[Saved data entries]
········
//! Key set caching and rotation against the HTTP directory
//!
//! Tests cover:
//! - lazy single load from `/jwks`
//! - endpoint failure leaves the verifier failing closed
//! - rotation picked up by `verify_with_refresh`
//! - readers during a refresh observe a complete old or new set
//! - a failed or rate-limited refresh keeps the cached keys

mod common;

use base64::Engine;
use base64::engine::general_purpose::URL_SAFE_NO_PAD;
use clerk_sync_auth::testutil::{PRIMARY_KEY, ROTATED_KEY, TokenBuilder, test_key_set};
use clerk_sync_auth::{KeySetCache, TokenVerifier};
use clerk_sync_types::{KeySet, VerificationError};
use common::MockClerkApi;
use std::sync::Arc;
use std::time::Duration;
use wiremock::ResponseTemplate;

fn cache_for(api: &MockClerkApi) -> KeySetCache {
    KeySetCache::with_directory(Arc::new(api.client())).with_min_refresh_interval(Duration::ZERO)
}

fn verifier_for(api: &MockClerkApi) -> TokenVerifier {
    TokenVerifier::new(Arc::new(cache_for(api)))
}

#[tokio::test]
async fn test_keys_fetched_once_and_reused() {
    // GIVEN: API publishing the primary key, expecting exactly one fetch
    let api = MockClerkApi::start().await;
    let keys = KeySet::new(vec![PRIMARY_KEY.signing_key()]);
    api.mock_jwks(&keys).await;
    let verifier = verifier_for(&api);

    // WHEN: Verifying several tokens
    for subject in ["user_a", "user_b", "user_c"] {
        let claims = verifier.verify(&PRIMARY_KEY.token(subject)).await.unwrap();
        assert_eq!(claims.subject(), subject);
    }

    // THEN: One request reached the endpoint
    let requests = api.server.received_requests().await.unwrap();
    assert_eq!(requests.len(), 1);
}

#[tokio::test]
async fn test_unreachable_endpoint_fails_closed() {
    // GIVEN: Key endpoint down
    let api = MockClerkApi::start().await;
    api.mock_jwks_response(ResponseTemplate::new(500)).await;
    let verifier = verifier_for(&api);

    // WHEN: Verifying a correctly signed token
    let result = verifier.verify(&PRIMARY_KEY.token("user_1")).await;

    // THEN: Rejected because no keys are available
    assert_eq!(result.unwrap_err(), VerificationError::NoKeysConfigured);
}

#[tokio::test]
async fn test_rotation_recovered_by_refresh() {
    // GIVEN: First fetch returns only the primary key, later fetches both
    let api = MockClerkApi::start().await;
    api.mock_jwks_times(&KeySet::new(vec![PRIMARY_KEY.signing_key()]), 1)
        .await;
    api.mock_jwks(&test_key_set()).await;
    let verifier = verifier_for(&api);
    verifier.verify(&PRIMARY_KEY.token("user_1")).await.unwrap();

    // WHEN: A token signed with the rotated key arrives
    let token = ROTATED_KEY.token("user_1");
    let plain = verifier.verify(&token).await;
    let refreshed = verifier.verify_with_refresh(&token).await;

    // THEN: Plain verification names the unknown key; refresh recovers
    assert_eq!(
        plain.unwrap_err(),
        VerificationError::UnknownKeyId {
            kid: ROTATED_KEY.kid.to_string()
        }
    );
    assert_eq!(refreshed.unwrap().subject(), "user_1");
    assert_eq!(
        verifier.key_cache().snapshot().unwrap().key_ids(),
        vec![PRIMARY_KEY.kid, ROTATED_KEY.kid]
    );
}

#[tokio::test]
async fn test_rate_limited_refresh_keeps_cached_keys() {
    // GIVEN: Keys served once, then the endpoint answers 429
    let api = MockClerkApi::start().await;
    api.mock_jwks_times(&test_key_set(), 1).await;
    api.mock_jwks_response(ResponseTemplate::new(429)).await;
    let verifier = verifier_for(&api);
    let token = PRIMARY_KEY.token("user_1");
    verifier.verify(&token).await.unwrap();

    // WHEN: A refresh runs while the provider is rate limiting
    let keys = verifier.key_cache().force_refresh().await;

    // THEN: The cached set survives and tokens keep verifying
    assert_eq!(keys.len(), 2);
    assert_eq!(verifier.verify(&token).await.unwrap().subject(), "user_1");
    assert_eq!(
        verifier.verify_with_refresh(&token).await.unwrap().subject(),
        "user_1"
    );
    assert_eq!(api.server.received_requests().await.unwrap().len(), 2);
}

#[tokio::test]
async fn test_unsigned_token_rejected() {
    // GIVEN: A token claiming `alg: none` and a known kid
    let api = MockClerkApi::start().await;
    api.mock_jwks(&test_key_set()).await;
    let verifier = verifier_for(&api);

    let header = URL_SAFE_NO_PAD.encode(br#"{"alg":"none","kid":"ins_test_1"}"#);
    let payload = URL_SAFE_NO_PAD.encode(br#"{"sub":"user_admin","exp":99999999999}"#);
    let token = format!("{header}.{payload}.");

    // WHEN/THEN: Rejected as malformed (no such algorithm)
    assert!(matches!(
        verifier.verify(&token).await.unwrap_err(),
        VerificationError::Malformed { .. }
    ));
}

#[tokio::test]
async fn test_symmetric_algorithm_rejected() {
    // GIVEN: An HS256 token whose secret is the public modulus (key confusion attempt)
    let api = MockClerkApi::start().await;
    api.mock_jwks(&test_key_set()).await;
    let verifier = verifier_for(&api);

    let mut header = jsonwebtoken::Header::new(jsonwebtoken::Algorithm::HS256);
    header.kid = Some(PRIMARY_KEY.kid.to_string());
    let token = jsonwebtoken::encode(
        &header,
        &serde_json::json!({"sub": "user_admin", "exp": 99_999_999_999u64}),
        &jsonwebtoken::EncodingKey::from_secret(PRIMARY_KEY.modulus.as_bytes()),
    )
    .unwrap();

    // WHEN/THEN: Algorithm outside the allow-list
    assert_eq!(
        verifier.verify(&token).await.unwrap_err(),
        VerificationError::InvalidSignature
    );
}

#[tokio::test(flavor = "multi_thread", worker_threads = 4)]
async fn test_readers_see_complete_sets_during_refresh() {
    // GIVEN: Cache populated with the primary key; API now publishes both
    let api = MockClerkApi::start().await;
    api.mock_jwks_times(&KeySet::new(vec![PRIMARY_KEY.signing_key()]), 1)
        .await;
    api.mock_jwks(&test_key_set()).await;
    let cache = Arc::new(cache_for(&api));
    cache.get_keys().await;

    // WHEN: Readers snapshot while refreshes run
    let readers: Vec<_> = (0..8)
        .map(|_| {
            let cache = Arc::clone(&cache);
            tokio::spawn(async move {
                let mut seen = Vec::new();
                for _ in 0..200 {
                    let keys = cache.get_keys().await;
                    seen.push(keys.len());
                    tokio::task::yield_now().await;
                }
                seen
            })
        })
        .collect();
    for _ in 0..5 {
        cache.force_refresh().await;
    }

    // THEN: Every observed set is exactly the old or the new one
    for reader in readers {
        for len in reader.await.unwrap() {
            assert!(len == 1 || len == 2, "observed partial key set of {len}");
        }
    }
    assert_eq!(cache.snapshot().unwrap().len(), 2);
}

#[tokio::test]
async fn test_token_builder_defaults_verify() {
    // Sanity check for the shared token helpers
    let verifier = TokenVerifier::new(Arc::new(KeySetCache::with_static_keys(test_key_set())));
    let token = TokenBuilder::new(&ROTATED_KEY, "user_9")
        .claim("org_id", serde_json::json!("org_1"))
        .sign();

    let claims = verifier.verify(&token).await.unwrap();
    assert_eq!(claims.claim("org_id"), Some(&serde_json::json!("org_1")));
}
········
- What the task asks
Which lines of the data above contain the string "jsonwebtoken"? Copy each of them.

- Your solution
    let mut header = jsonwebtoken::Header::new(jsonwebtoken::Algorithm::HS256);
    let token = jsonwebtoken::encode(
        &jsonwebtoken::EncodingKey::from_secret(PRIMARY_KEY.modulus.as_bytes()),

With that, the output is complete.